[Opening DATA section]
//! Contract tests run against every backend.

use std::sync::Arc;

use crate::error::Error;
use crate::record::KeyId;
use crate::store::KeyStore;
use crate::{FileKeyStore, MemoryKeyStore};

async fn backends() -> Vec<(&'static str, Arc<dyn KeyStore>, Option<tempfile::TempDir>)> {
    let dir = tempfile::tempdir().unwrap();
    let file = FileKeyStore::load(dir.path().join("keys.json"))
        .await
        .unwrap();
    vec![
        ("memory", Arc::new(MemoryKeyStore::new()), None),
        ("file", Arc::new(file), Some(dir)),
    ]
}

#[tokio::test]
async fn insert_assigns_increasing_ids_and_rejects_duplicates() {
    for (name, store, _dir) in backends().await {
        let a = store.insert("a").await.unwrap();
        let b = store.insert("b").await.unwrap();
        assert!(a.id < b.id, "{name}");
        assert!(a.alive && a.last_used == 0, "{name}");

        let dup = store.insert("a").await;
        assert!(matches!(dup, Err(Error::Conflict(_))), "{name}");
        assert_eq!(store.list().await.unwrap().len(), 2, "{name}");
    }
}

#[tokio::test]
async fn next_alive_after_wraps_only_when_asked_from_start() {
    for (name, store, _dir) in backends().await {
        let a = store.insert("a").await.unwrap();
        let b = store.insert("b").await.unwrap();
        let c = store.insert("c").await.unwrap();

        let first = store.next_alive_after(None).await.unwrap().unwrap();
        assert_eq!(first.id, a.id, "{name}");
        let after_a = store.next_alive_after(Some(a.id)).await.unwrap().unwrap();
        assert_eq!(after_a.id, b.id, "{name}");
        assert!(
            store.next_alive_after(Some(c.id)).await.unwrap().is_none(),
            "{name}"
        );

        store.set_alive("b", false).await.unwrap();
        let skip = store.next_alive_after(Some(a.id)).await.unwrap().unwrap();
        assert_eq!(skip.id, c.id, "{name}: dead keys are skipped");
    }
}

#[tokio::test]
async fn next_alive_after_accepts_a_cursor_pointing_at_a_dead_key() {
    for (name, store, _dir) in backends().await {
        store.insert("a").await.unwrap();
        let b = store.insert("b").await.unwrap();
        let c = store.insert("c").await.unwrap();
        store.set_alive("b", false).await.unwrap();

        let next = store.next_alive_after(Some(b.id)).await.unwrap().unwrap();
        assert_eq!(next.id, c.id, "{name}");
    }
}

#[tokio::test]
async fn conditional_update_only_applies_on_matching_version() {
    for (name, store, _dir) in backends().await {
        let a = store.insert("a").await.unwrap();

        assert!(
            store.conditional_update_last_used(a.id, 0, 10).await.unwrap(),
            "{name}"
        );
        assert!(
            !store.conditional_update_last_used(a.id, 0, 20).await.unwrap(),
            "{name}: stale version must lose"
        );
        assert!(
            !store
                .conditional_update_last_used(KeyId(999), 0, 20)
                .await
                .unwrap(),
            "{name}: unknown id"
        );
        let a = store.find_by_value("a").await.unwrap().unwrap();
        assert_eq!(a.last_used, 10, "{name}");
    }
}

#[tokio::test]
async fn advance_cursor_is_compare_and_set() {
    for (name, store, _dir) in backends().await {
        let a = store.insert("a").await.unwrap();
        let b = store.insert("b").await.unwrap();

        assert_eq!(store.get_cursor().await.unwrap(), None, "{name}");
        assert!(store.advance_cursor(None, a.id).await.unwrap(), "{name}");
        assert!(
            !store.advance_cursor(None, b.id).await.unwrap(),
            "{name}: second claimant with a stale cursor loses"
        );
        assert!(store.advance_cursor(Some(a.id), b.id).await.unwrap(), "{name}");
        assert_eq!(store.get_cursor().await.unwrap(), Some(b.id), "{name}");

        store.set_cursor(a.id).await.unwrap();
        assert_eq!(store.get_cursor().await.unwrap(), Some(a.id), "{name}");
    }
}

#[tokio::test]
async fn least_recently_used_prefers_oldest_then_lowest_id() {
    for (name, store, _dir) in backends().await {
        let a = store.insert("a").await.unwrap();
        let b = store.insert("b").await.unwrap();

        let lru = store.least_recently_used_alive().await.unwrap().unwrap();
        assert_eq!(lru.id, a.id, "{name}: tie broken by id");

        store.conditional_update_last_used(a.id, 0, 5).await.unwrap();
        let lru = store.least_recently_used_alive().await.unwrap().unwrap();
        assert_eq!(lru.id, b.id, "{name}");

        store.set_alive("b", false).await.unwrap();
        let lru = store.least_recently_used_alive().await.unwrap().unwrap();
        assert_eq!(lru.id, a.id, "{name}: dead keys are never chosen");
    }
}

#[tokio::test]
async fn set_alive_and_count() {
    for (name, store, _dir) in backends().await {
        store.insert("a").await.unwrap();
        store.insert("b").await.unwrap();
        assert_eq!(store.count_alive().await.unwrap(), 2, "{name}");

        assert!(store.set_alive("a", false).await.unwrap(), "{name}");
        assert_eq!(store.count_alive().await.unwrap(), 1, "{name}");
        assert!(store.set_alive("a", true).await.unwrap(), "{name}");
        assert_eq!(store.count_alive().await.unwrap(), 2, "{name}");

        assert!(!store.set_alive("nope", false).await.unwrap(), "{name}");
        assert!(store.find_by_value("nope").await.unwrap().is_none(), "{name}");
    }
}

#[tokio::test]
async fn empty_store_has_no_candidates() {
    for (name, store, _dir) in backends().await {
        assert!(store.next_alive_after(None).await.unwrap().is_none(), "{name}");
        assert!(
            store.least_recently_used_alive().await.unwrap().is_none(),
            "{name}"
        );
        assert_eq!(store.count_alive().await.unwrap(), 0, "{name}");
    }
}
[Closing DATA section]
PROBLEM:
Count the lines of the data above where the string "stale" shows up; reply with the number only.

SOLUTION TO THE PROBLEM:
2